**ABOUT THIS EXERCISE:** All records that follow are to be output exactly.

**EXCERPTED RECORDS:**
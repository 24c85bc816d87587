use engine_processing::consumer::StreamSummary;
use model::core::value::Value;
use serde::Serialize;
use tokio::sync::oneshot;

/// Outcome of a stream once it has been finalized.
#[derive(Debug, Clone, Serialize)]
pub struct StreamReport {
    pub summary: StreamSummary,
    /// Sequence a reopened stream continues from.
    pub next_sequence: u64,
    /// First error the stream ran into, if any.
    pub error: Option<String>,
    /// Records received after that error.
    pub dropped: u64,
}

impl StreamReport {
    /// Report of a stream that never stored anything.
    pub fn refused(stream: &str, error: String) -> Self {
        Self {
            summary: StreamSummary {
                stream: stream.to_string(),
                failed: true,
                ..StreamSummary::default()
            },
            next_sequence: 1,
            error: Some(error),
            dropped: 0,
        }
    }
}

/// Messages for a stream actor.
#[derive(Debug)]
pub enum StreamMsg {
    /// One upstream record.
    Record(Value),

    /// Periodic age check.
    Tick,

    /// Drain everything received so far; replies once stored.
    Flush {
        reply: oneshot::Sender<Result<(), String>>,
    },

    /// Drain everything and report. No messages follow.
    Finalize { reply: oneshot::Sender<StreamReport> },
}
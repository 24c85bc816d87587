use crate::{
    error::CliError,
    shutdown::{ExitCode, ShutdownCoordinator},
};
use clap::Parser;
use commands::Commands;
use connectors::{format::registry::FormatRegistry, singer::SingerReader};
use engine_config::settings::TargetConfig;
use engine_runtime::execution::{executor, factory};
use std::sync::Arc;
use tokio::io::BufReader;
use tokio_util::sync::CancellationToken;
use tracing::{error, info};
use tracing_subscriber::EnvFilter;

mod commands;
mod error;
mod output;
mod shutdown;

#[derive(Parser)]
#[command(
    name = "blobsink",
    version = "0.1.0",
    about = "Stores Singer record streams as batches in blob storage"
)]
struct Cli {
    #[command(subcommand)]
    command: Commands,
}

#[tokio::main]
async fn main() {
    // stdout carries state messages, logs go to stderr
    tracing_subscriber::fmt()
        .with_env_filter(
            EnvFilter::try_from_default_env().unwrap_or_else(|_| EnvFilter::new("info")),
        )
        .with_writer(std::io::stderr)
        .init();

    let cli = Cli::parse();

    let outcome = execute(cli.command).await;
    match &outcome {
        Err(CliError::ShutdownRequested) | Ok(()) => {}
        Err(err) => error!(error = %err, "Command failed"),
    }
    std::process::exit(ExitCode::for_outcome(&outcome).as_i32());
}

async fn execute(command: Commands) -> Result<(), CliError> {
    match command {
        Commands::Run {
            config,
            input,
            report,
        } => run(&config, input.as_deref(), report.as_deref()).await,
        Commands::Validate { config, resolved } => {
            let config = TargetConfig::from_file(&config)?;
            info!(
                format = %config.format.format_type,
                provider = ?config.cloud_provider.cloud_provider_type,
                "Configuration is valid"
            );
            if resolved {
                println!("{}", serde_json::to_string_pretty(&config)?);
            }
            Ok(())
        }
        Commands::Formats => {
            for name in FormatRegistry::default().names() {
                println!("{name}");
            }
            Ok(())
        }
    }
}

async fn run(path: &str, input: Option<&str>, report: Option<&str>) -> Result<(), CliError> {
    let config = Arc::new(TargetConfig::from_file(path)?);
    let sink = factory::create_sink(&config)?;

    let shutdown = ShutdownCoordinator::new(CancellationToken::new());
    shutdown.register_handlers();

    let state_out = tokio::io::stdout();
    let result = match input {
        Some(file) => {
            let file = tokio::fs::File::open(file).await?;
            let source = SingerReader::new(BufReader::new(file));
            executor::run(config, sink, source, state_out, shutdown.cancel_token()).await
        }
        None => {
            let source = SingerReader::new(BufReader::new(tokio::io::stdin()));
            executor::run(config, sink, source, state_out, shutdown.cancel_token()).await
        }
    };

    let summary = result?;
    match report {
        Some(path) => output::write_report(&summary, path).await?,
        None => output::print_report(&summary)?,
    }

    if shutdown.is_shutdown_requested() {
        return Err(CliError::ShutdownRequested);
    }
    Ok(())
}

**ANSWER:**
repository 24c85bc816d87587
use engine_processing::consumer::StreamSummary;
use model::core::value::Value;
use serde::Serialize;
use tokio::sync::oneshot;

/// Outcome of a stream once it has been finalized.
#[derive(Debug, Clone, Serialize)]
pub struct StreamReport {
    pub summary: StreamSummary,
    /// Sequence a reopened stream continues from.
    pub next_sequence: u64,
    /// First error the stream ran into, if any.
    pub error: Option<String>,
    /// Records received after that error.
    pub dropped: u64,
}

impl StreamReport {
    /// Report of a stream that never stored anything.
    pub fn refused(stream: &str, error: String) -> Self {
        Self {
            summary: StreamSummary {
                stream: stream.to_string(),
                failed: true,
                ..StreamSummary::default()
            },
            next_sequence: 1,
            error: Some(error),
            dropped: 0,
        }
    }
}

/// Messages for a stream actor.
#[derive(Debug)]
pub enum StreamMsg {
    /// One upstream record.
    Record(Value),

    /// Periodic age check.
    Tick,

    /// Drain everything received so far; replies once stored.
    Flush {
        reply: oneshot::Sender<Result<(), String>>,
    },

    /// Drain everything and report. No messages follow.
    Finalize { reply: oneshot::Sender<StreamReport> },
}
repository 24c85bc816d87587
use crate::{
    error::CliError,
    shutdown::{ExitCode, ShutdownCoordinator},
};
use clap::Parser;
use commands::Commands;
use connectors::{format::registry::FormatRegistry, singer::SingerReader};
use engine_config::settings::TargetConfig;
use engine_runtime::execution::{executor, factory};
use std::sync::Arc;
use tokio::io::BufReader;
use tokio_util::sync::CancellationToken;
use tracing::{error, info};
use tracing_subscriber::EnvFilter;

mod commands;
mod error;
mod output;
mod shutdown;

#[derive(Parser)]
#[command(
    name = "blobsink",
    version = "0.1.0",
    about = "Stores Singer record streams as batches in blob storage"
)]
struct Cli {
    #[command(subcommand)]
    command: Commands,
}

#[tokio::main]
async fn main() {
    // stdout carries state messages, logs go to stderr
    tracing_subscriber::fmt()
        .with_env_filter(
            EnvFilter::try_from_default_env().unwrap_or_else(|_| EnvFilter::new("info")),
        )
        .with_writer(std::io::stderr)
        .init();

    let cli = Cli::parse();

    let outcome = execute(cli.command).await;
    match &outcome {
        Err(CliError::ShutdownRequested) | Ok(()) => {}
        Err(err) => error!(error = %err, "Command failed"),
    }
    std::process::exit(ExitCode::for_outcome(&outcome).as_i32());
}

async fn execute(command: Commands) -> Result<(), CliError> {
    match command {
        Commands::Run {
            config,
            input,
            report,
        } => run(&config, input.as_deref(), report.as_deref()).await,
        Commands::Validate { config, resolved } => {
            let config = TargetConfig::from_file(&config)?;
            info!(
                format = %config.format.format_type,
                provider = ?config.cloud_provider.cloud_provider_type,
                "Configuration is valid"
            );
            if resolved {
                println!("{}", serde_json::to_string_pretty(&config)?);
            }
            Ok(())
        }
        Commands::Formats => {
            for name in FormatRegistry::default().names() {
                println!("{name}");
            }
            Ok(())
        }
    }
}

async fn run(path: &str, input: Option<&str>, report: Option<&str>) -> Result<(), CliError> {
    let config = Arc::new(TargetConfig::from_file(path)?);
    let sink = factory::create_sink(&config)?;

    let shutdown = ShutdownCoordinator::new(CancellationToken::new());
    shutdown.register_handlers();

    let state_out = tokio::io::stdout();
    let result = match input {
        Some(file) => {
            let file = tokio::fs::File::open(file).await?;
            let source = SingerReader::new(BufReader::new(file));
            executor::run(config, sink, source, state_out, shutdown.cancel_token()).await
        }
        None => {
            let source = SingerReader::new(BufReader::new(tokio::io::stdin()));
            executor::run(config, sink, source, state_out, shutdown.cancel_token()).await
        }
    };

    let summary = result?;
    match report {
        Some(path) => output::write_report(&summary, path).await?,
        None => output::print_report(&summary)?,
    }

    if shutdown.is_shutdown_requested() {
        return Err(CliError::ShutdownRequested);
    }
    Ok(())
}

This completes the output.